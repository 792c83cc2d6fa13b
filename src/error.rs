//! # Error Types
//!
//! This module defines the error type used throughout the genetic programming
//! engine. The variants follow the way a run treats a failure:
//!
//! - [`GpError::InvalidEvaluation`] is the only recoverable variant. It signals a
//!   numerically undefined evaluation (overflow/underflow) and is absorbed locally:
//!   the fitness evaluator punishes the individual, the population drops the failed
//!   operator attempt, and random program generation retries.
//! - Every other variant is fatal and aborts the run with the offending context.
//!
//! ## Example
//!
//! ```rust
//! use genprog::error::{GpError, OptionExt, Result, ResultExt};
//!
//! fn first_input(path: &str) -> Result<f64> {
//!     let text = std::fs::read_to_string(path).context(format!("Failed to read {}", path))?;
//!     text.split(',')
//!         .next()
//!         .and_then(|value| value.trim().parse().ok())
//!         .ok_or_else_gp(|| GpError::Parse(format!("{} holds no numeric vector", path)))
//! }
//!
//! match first_input("/no/such/inputs.txt") {
//!     Err(e) => assert!(!e.is_recoverable()),
//!     Ok(_) => unreachable!(),
//! }
//! ```

use std::error::Error as StdError;
use std::fmt;
use thiserror::Error;

/// Represents errors that can occur while evolving a population of programs.
#[derive(Error, Debug)]
pub enum GpError {
    /// An expression evaluation was numerically undefined (overflow/underflow).
    ///
    /// This is the only recoverable variant.
    #[error("Invalid evaluation: {0}")]
    InvalidEvaluation(String),

    /// An operation was invoked before its prerequisite state was established.
    #[error("Illegal state: {0}")]
    IllegalState(String),

    /// An unrecognized configuration keyword or method name was supplied.
    #[error("Bad parameter: {0}")]
    BadParameter(String),

    /// The cumulative operator-probability selection fell through every branch.
    #[error("Genetic operation error: {0}")]
    GeneticOperation(String),

    /// A configuration value violates an invariant.
    #[error("Configuration error: {0}")]
    Configuration(String),

    /// An operation required a non-empty population.
    #[error("Empty population error: Cannot operate on an empty population")]
    EmptyPopulation,

    /// A bounded retry loop gave up.
    #[error("Maximum attempts reached: {0}")]
    MaxAttemptsReached(String),

    /// A persisted artifact could not be parsed.
    #[error("Parse error: {0}")]
    Parse(String),

    /// The expression engine session failed for a reason other than a numeric fault.
    #[error("Expression engine error: {0}")]
    Engine(String),

    /// A file could not be read or written.
    #[error("I/O error: {0}")]
    Io(#[from] std::io::Error),

    /// A foreign error wrapped with context.
    #[error("{0}")]
    Other(String),
}

impl GpError {
    /// Returns `true` for failures the engine absorbs locally instead of aborting.
    pub fn is_recoverable(&self) -> bool {
        matches!(self, GpError::InvalidEvaluation(_))
    }
}

/// A specialized Result type for genetic programming operations.
pub type Result<T> = std::result::Result<T, GpError>;

/// Wraps foreign errors into `GpError::Other`, prefixed with a context message.
pub trait ResultExt<T, E> {
    /// Adds context to an error, converting it to a `GpError`.
    fn context<C>(self, context: C) -> Result<T>
    where
        C: fmt::Display + Send + Sync + 'static;
}

impl<T, E> ResultExt<T, E> for std::result::Result<T, E>
where
    E: StdError + Send + Sync + 'static,
{
    fn context<C>(self, context: C) -> Result<T>
    where
        C: fmt::Display + Send + Sync + 'static,
    {
        self.map_err(|e| GpError::Other(format!("{}: {}", context, e)))
    }
}

/// Extension trait for Option to convert to Result with a custom error.
pub trait OptionExt<T> {
    /// Converts an `Option<T>` to a `Result<T, GpError>` using a closure to
    /// generate the error.
    fn ok_or_else_gp<F>(self, err_fn: F) -> Result<T>
    where
        F: FnOnce() -> GpError;
}

impl<T> OptionExt<T> for Option<T> {
    fn ok_or_else_gp<F>(self, err_fn: F) -> Result<T>
    where
        F: FnOnce() -> GpError,
    {
        self.ok_or_else(err_fn)
    }
}
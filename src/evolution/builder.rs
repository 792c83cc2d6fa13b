use std::collections::HashMap;
use std::sync::Arc;

use tracing::{debug, info};

use crate::{
    engine::ExpressionEngine,
    error::{GpError, Result},
    evolution::observer::{PopulationObserver, TracingObserver},
    evolution::options::RunConfig,
    evolution::Population,
    fitness::{CustomDeviance, FitnessEvaluator, TestCases},
    persistence,
    rng::RandomNumberGenerator,
};

/// Assembles a [`Population`] from a configuration, an engine session and test cases.
///
/// `build()` validates the configuration, loads definitions into the engine,
/// generates expected outputs when an output expression is configured, resolves
/// the selection and deviance keywords and seeds the random source.
///
/// # Example
///
/// ```rust
/// use genprog::engine::ScriptedEngine;
/// use genprog::evolution::{options::RunConfig, PopulationBuilder};
/// use genprog::fitness::TestCases;
/// use genprog::vocabulary::Vocabulary;
///
/// let config = RunConfig::builder()
///     .population_size(4)
///     .vocabulary(Vocabulary::from_lists("X", "", "+"))
///     .seed(7)
///     .build()
///     .unwrap();
/// let cases = TestCases::new(vec![vec![1.0], vec![2.0]], Some(vec![1.0, 2.0])).unwrap();
///
/// let mut population = PopulationBuilder::new()
///     .with_config(config)
///     .with_engine(ScriptedEngine::new("X"))
///     .with_cases(cases)
///     .build()
///     .unwrap();
///
/// population.populate().unwrap();
/// let outcome = population.breed().unwrap();
/// assert!(outcome.solved);
/// ```
pub struct PopulationBuilder<E>
where
    E: ExpressionEngine,
{
    config: Option<RunConfig>,
    engine: Option<E>,
    cases: Option<TestCases>,
    custom_deviances: HashMap<String, Arc<dyn CustomDeviance>>,
    observer: Option<Box<dyn PopulationObserver>>,
    rng: Option<RandomNumberGenerator>,
    definitions: Vec<String>,
}

impl<E> PopulationBuilder<E>
where
    E: ExpressionEngine,
{
    pub fn new() -> Self {
        Self {
            config: None,
            engine: None,
            cases: None,
            custom_deviances: HashMap::new(),
            observer: None,
            rng: None,
            definitions: Vec::new(),
        }
    }

    pub fn with_config(mut self, config: RunConfig) -> Self {
        self.config = Some(config);
        self
    }

    pub fn with_engine(mut self, engine: E) -> Self {
        self.engine = Some(engine);
        self
    }

    pub fn with_cases(mut self, cases: TestCases) -> Self {
        self.cases = Some(cases);
        self
    }

    /// Registers a deviance strategy selectable as `CUSTOM=<name>`.
    pub fn with_custom_deviance<D>(mut self, name: impl Into<String>, deviance: D) -> Self
    where
        D: CustomDeviance + 'static,
    {
        self.custom_deviances.insert(name.into(), Arc::new(deviance));
        self
    }

    /// Replaces the default [`TracingObserver`].
    pub fn with_observer<O>(mut self, observer: O) -> Self
    where
        O: PopulationObserver + 'static,
    {
        self.observer = Some(Box::new(observer));
        self
    }

    /// Uses `rng` instead of seeding one from the configuration.
    pub fn with_rng(mut self, rng: RandomNumberGenerator) -> Self {
        self.rng = Some(rng);
        self
    }

    /// Queues definitions loaded into the engine after the configured definitions file.
    pub fn with_definitions(mut self, source: impl Into<String>) -> Self {
        self.definitions.push(source.into());
        self
    }

    pub fn build(self) -> Result<Population<E>> {
        let config = self
            .config
            .ok_or_else(|| GpError::Configuration("Run configuration not specified".to_string()))?;
        config.validate()?;

        let mut engine = self
            .engine
            .ok_or_else(|| GpError::Configuration("Expression engine not specified".to_string()))?;

        let mut cases = self
            .cases
            .ok_or_else(|| GpError::Configuration("Test cases not specified".to_string()))?;

        if let Some(path) = config.get_definitions_file() {
            let source = persistence::read_definitions(path)?;
            engine.load_definitions(&source)?;
            debug!(path = %path.display(), "Definitions file loaded");
        }
        for source in &self.definitions {
            engine.load_definitions(source)?;
        }

        if let Some(target) = config.get_output_expression() {
            cases.generate_outputs(&mut engine, target)?;
            info!(expression = %target, cases = cases.len(), "Expected outputs generated");
        }

        let evaluator = evaluator_for(&config, cases, &self.custom_deviances)?;
        let selection = config
            .get_selection()
            .build_strategy(config.get_retry_limit())?;
        let observer = self
            .observer
            .unwrap_or_else(|| Box::new(TracingObserver::new(config.get_log_level())));
        let rng = match (self.rng, config.get_seed()) {
            (Some(rng), _) => rng,
            (None, Some(seed)) => RandomNumberGenerator::from_seed(seed),
            (None, None) => RandomNumberGenerator::new(),
        };

        Ok(Population::new(
            config,
            engine,
            evaluator,
            selection,
            observer,
            self.custom_deviances,
            rng,
        ))
    }
}

impl<E> Default for PopulationBuilder<E>
where
    E: ExpressionEngine,
{
    fn default() -> Self {
        Self::new()
    }
}

/// Resolves the configured deviance and pairs it with the test cases.
pub(crate) fn evaluator_for(
    config: &RunConfig,
    cases: TestCases,
    registry: &HashMap<String, Arc<dyn CustomDeviance>>,
) -> Result<FitnessEvaluator> {
    let method = config.get_deviance();
    if method.needs_outputs() && !cases.has_outputs() {
        return Err(GpError::Configuration(format!(
            "Deviance method {} needs expected outputs or an output expression",
            method
        )));
    }
    let deviance = method.resolve(registry)?;
    Ok(FitnessEvaluator::new(cases, deviance, config.get_precision()))
}
//! # FitnessProportionateSelection
//!
//! Rejection sampling biased towards fit members. Each attempt draws a uniform
//! candidate and a threshold `r` uniform in `[0, average adjusted fitness]`; the
//! candidate is accepted when
//!
//! ```text
//! r <= adjusted(candidate) / adjusted_sum * (1 - selectivity)
//! ```
//!
//! A normalized fitness that is not finite counts as zero. Higher selectivity
//! rejects more candidates and so favours the fit ones more strongly.
//!
//! Sampling gives up after `max_attempts` draws per member of the population,
//! failing with `GpError::MaxAttemptsReached`.

use crate::error::{GpError, Result};
use crate::evolution::stats::PopulationStats;
use crate::individual::Individual;
use crate::rng::RandomNumberGenerator;
use crate::selection::selection_strategy::SelectionStrategy;

#[cfg_attr(feature = "serde", derive(serde::Serialize, serde::Deserialize))]
#[derive(Debug, Clone)]
pub struct FitnessProportionateSelection {
    selectivity: f64,
    max_attempts: usize,
}

impl FitnessProportionateSelection {
    /// Creates a new strategy.
    ///
    /// # Arguments
    ///
    /// * `selectivity` - Bias towards fit members, in `[0, 1)`.
    /// * `max_attempts` - Draws allowed per population member before giving up.
    ///
    /// # Errors
    ///
    /// Returns `GpError::Configuration` if `selectivity` is outside `[0, 1)` or
    /// `max_attempts` is zero.
    pub fn new(selectivity: f64, max_attempts: usize) -> Result<Self> {
        if !(0.0..1.0).contains(&selectivity) {
            return Err(GpError::Configuration(format!(
                "Selectivity must be in [0, 1), got {}",
                selectivity
            )));
        }
        if max_attempts == 0 {
            return Err(GpError::Configuration(
                "Selection needs at least one attempt".to_string(),
            ));
        }
        Ok(Self {
            selectivity,
            max_attempts,
        })
    }

    pub fn selectivity(&self) -> f64 {
        self.selectivity
    }

    fn normalized_fitness(member: &Individual, adjusted_fitness_sum: f64) -> Result<f64> {
        let normalized = member.adjusted_fitness()? / adjusted_fitness_sum;
        Ok(if normalized.is_finite() { normalized } else { 0.0 })
    }
}

impl SelectionStrategy for FitnessProportionateSelection {
    fn select(
        &self,
        members: &[Individual],
        stats: &PopulationStats,
        rng: &mut RandomNumberGenerator,
    ) -> Result<usize> {
        if members.is_empty() {
            return Err(GpError::EmptyPopulation);
        }

        let average = stats.adjusted_fitness_sum / members.len() as f64;
        let acceptance_scale = 1.0 - self.selectivity;
        let attempts = self.max_attempts.saturating_mul(members.len());

        for _ in 0..attempts {
            let candidate = rng.index(members.len())?;
            let r = rng.uniform_inclusive(average);
            let normalized = Self::normalized_fitness(&members[candidate], stats.adjusted_fitness_sum)?;
            if r <= normalized * acceptance_scale {
                return Ok(candidate);
            }
        }

        Err(GpError::MaxAttemptsReached(format!(
            "Fitness-proportionate selection rejected {} candidates",
            attempts
        )))
    }
}
//! # PopulationObserver
//!
//! Lifecycle hooks for presentation layers such as progress bars or console
//! statistics. The population calls the observer at fixed points and never
//! depends on what it does; every method has an empty default.
//!
//! [`TracingObserver`] is the default observer. It emits `tracing` events whose
//! volume follows the configured [`LogLevel`]:
//!
//! - `Verbose`: every created and evaluated individual, every operator
//!   application, plus the `Minimal` events.
//! - `Minimal`: one event per generation and one when a solution is found.
//! - `None`: nothing.

use tracing::{debug, info};

use crate::error::GpError;
use crate::evolution::operator::GeneticOperator;
use crate::evolution::options::LogLevel;
use crate::evolution::report::GenerationSummary;
use crate::individual::Individual;

pub trait PopulationObserver {
    /// A new individual joined the generation being built.
    fn on_individual_created(&mut self, _individual: &Individual) {}

    /// The stats pass scored the member at `index`.
    fn on_individual_evaluated(&mut self, _index: usize, _individual: &Individual) {}

    /// An operator produced `children` new members.
    fn on_operator_applied(&mut self, _operator: GeneticOperator, _children: usize) {}

    /// An operator attempt was dropped because of an invalid evaluation.
    fn on_attempt_skipped(&mut self, _operator: GeneticOperator, _error: &GpError) {}

    fn on_generation_complete(&mut self, _summary: &GenerationSummary) {}

    fn on_solution_found(&mut self, _solution: &Individual, _generation: usize) {}
}

/// An observer that ignores every event.
#[derive(Debug, Clone, Copy, Default)]
pub struct NoopObserver;

impl PopulationObserver for NoopObserver {}

/// Reports lifecycle events through `tracing`.
#[derive(Debug, Clone, Copy, Default)]
pub struct TracingObserver {
    level: LogLevel,
}

impl TracingObserver {
    pub fn new(level: LogLevel) -> Self {
        Self { level }
    }

    pub fn level(&self) -> LogLevel {
        self.level
    }

    fn verbose(&self) -> bool {
        self.level == LogLevel::Verbose
    }

    fn enabled(&self) -> bool {
        self.level != LogLevel::None
    }
}

impl PopulationObserver for TracingObserver {
    fn on_individual_created(&mut self, individual: &Individual) {
        if self.verbose() {
            debug!(expression = %individual.expression(), "Individual created");
        }
    }

    fn on_individual_evaluated(&mut self, index: usize, individual: &Individual) {
        if self.verbose() {
            debug!(
                index,
                expression = %individual.expression(),
                raw_fitness = ?individual.raw_fitness(),
                hits = ?individual.hits(),
                "Individual evaluated"
            );
        }
    }

    fn on_operator_applied(&mut self, operator: GeneticOperator, children: usize) {
        if self.verbose() {
            debug!(%operator, children, "Operator applied");
        }
    }

    fn on_attempt_skipped(&mut self, operator: GeneticOperator, error: &GpError) {
        if self.verbose() {
            debug!(%operator, %error, "Operator attempt skipped");
        }
    }

    fn on_generation_complete(&mut self, summary: &GenerationSummary) {
        if !self.enabled() {
            return;
        }
        info!(
            generation = summary.generation,
            best_raw_fitness = summary.best_raw_fitness,
            best_hits = summary.best_hits,
            case_count = summary.case_count,
            "Generation complete"
        );
        if self.verbose() {
            info!(
                generation = summary.generation,
                best = %summary.best_expression,
                average_adjusted_fitness = summary.average_adjusted_fitness,
                average_depth = summary.average_depth,
                deepest_depth = summary.deepest_depth,
                skipped = summary.report.as_ref().map_or(0, |r| r.skipped),
                "Generation statistics"
            );
        }
    }

    fn on_solution_found(&mut self, solution: &Individual, generation: usize) {
        if self.enabled() {
            info!(generation, solution = %solution.expression(), "Solution found");
        }
    }
}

++++++

- _Description of the task_:
Lines wanted from the listing above: the line with "pub fn level(&self)" up to and including the line with "impl PopulationObserver for TracingObserver". Please write them out exactly, adding nothing else.

- _Result of this task_:
    pub fn level(&self) -> LogLevel {
        self.level
    }

    fn verbose(&self) -> bool {
        self.level == LogLevel::Verbose
    }

    fn enabled(&self) -> bool {
        self.level != LogLevel::None
    }
}

impl PopulationObserver for TracingObserver {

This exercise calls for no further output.